By focusing on beneficial microbes from teosinte, the Texas A&M AgriLife research team aims to create an environmentally friendly insect control method specifically suited to corn.
The research was funded this summer by a $199,892 grant from the U.S. Department of Agriculture National Institute of Food and Agriculture. The grant builds on a seed grant from the Collaborative Research Grant Program of Texas A&M University and the Consejo Nacional de Ciencia y Tecnología, a Mexican government agency.

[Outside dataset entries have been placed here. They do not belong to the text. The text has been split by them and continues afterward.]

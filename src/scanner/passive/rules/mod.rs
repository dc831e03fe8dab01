//! Passive scan rules

mod headers;
mod server_banner;

pub use headers::{SecurityHeadersRule, SECURITY_HEADERS_RULE_ID};
pub use server_banner::{ServerBannerRule, SERVER_BANNER_RULE_ID};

Leading the project is Julio Bernal, Ph.D., professor, Texas A&M College of Agriculture and Life Sciences Department of Entomology. Bernal is collaborating with Sanjay Antony-Babu, Ph.D., a Texas A&M AgriLife Research assistant professor with the Department of Plant Pathology and Microbiology, and Thomas Isakeit, Ph.D., professor and Texas A&M AgriLife Extension Service specialist, also with the Department of Plant Pathology and Microbiology.
Clues to insect control
A series of clues over the past decade gave the team the idea for the project. Bernal’s previous work, and that of others, demonstrated that teosinte is much less hospitable to insect pests than corn is. Meanwhile, studies also showed that the microbiome of corn, or maize, has changed greatly over the past century, diverging from that of teosinte. However, practically all the studies to date have focused on microbes living on and around the roots of corn and teosinte — the rhizosphere. In contrast, few studies have focused on microbes living inside corn tissues, especially in the leaves, Bernal said.
“Studies have shown that the rhizosphere does, in fact, affect insect resistance in maize and can improve it,” Bernal said. “But no one had looked at the microbiome inside maize tissues. We began looking into that.”
If teosinte’s microbiome holds answers for insect resistance in corn, seeking those answers in teosinte’s internal microbiome has several advantages to looking toward root surfaces or the soil. Teosinte’s internal microbiome must be compatible with the plant’s innate immune system. Hence, this microbial community is less likely to contain pathogens and more likely to contain species that would thrive in corn and benefit the crop.
Preliminary effects on growth, insect resistance
At the end of a growing season, the team collected dead teosinte leaves. The researchers then added those leaves to the soil where they grew maize seedlings.
“We saw effects on growth and insect resistance,” Bernal said.
In corn seedlings grown in soil treated with teosinte leaves, “resistance was much better towards the fall armyworm. This was very exciting because this was a very simple experiment, not sophisticated at all.”
A surprising snag
Next, the team worked to establish whether the leaves’ internal microbes, rather than those on the leaves, were indeed a key factor in resistance to fall armyworm.
Antony-Babu separated the bacteria from green teosinte leaves and applied the microbes to corn seeds. Bernal’s team then grew the seeds into seedlings.
“We ran the experiment, and it gave us totally different results than before,” Bernal said.
Antony-Babu suggested that both fungi and bacteria from the teosinte microbiome may take part in enhancing insect resistance. So, a fungal-bacterial mixture was applied to the corn seeds next. Now, the seedlings indeed grew better and had better insect resistance than the controls.
“Maybe there are some fungi that belong there,” Bernal said.
Next steps for insect control
Over the next three years, the team plans to refine the method and make it more reliable. The researchers will optimize the culturing techniques and the way they apply the treatment to the corn seeds. They will also look for effects against important pests other than fall armyworm, such as western corn rootworm.
Next, the team will identify the species making up the microbiome and determine a combination of species that are key for insect resistance.
“Maybe only 10 of the species create the effect,” Bernal said. “Once we know what species make it work, we can create the treatment from cultures in the lab. We wouldn’t have to go back every time to teosinte leaves.”
The study’s third year will include growing a small set of treated crops in the field as proof of concept.
“Commercialization is the obvious endpoint,” Bernal said.
If the team’s efforts eventually lead to a commercial product, pests would be less likely to evolve resistance to this mixture of microbes than to a single chemical treatment. And, corn producers would obtain an alternative, eco-friendly treatment against insects.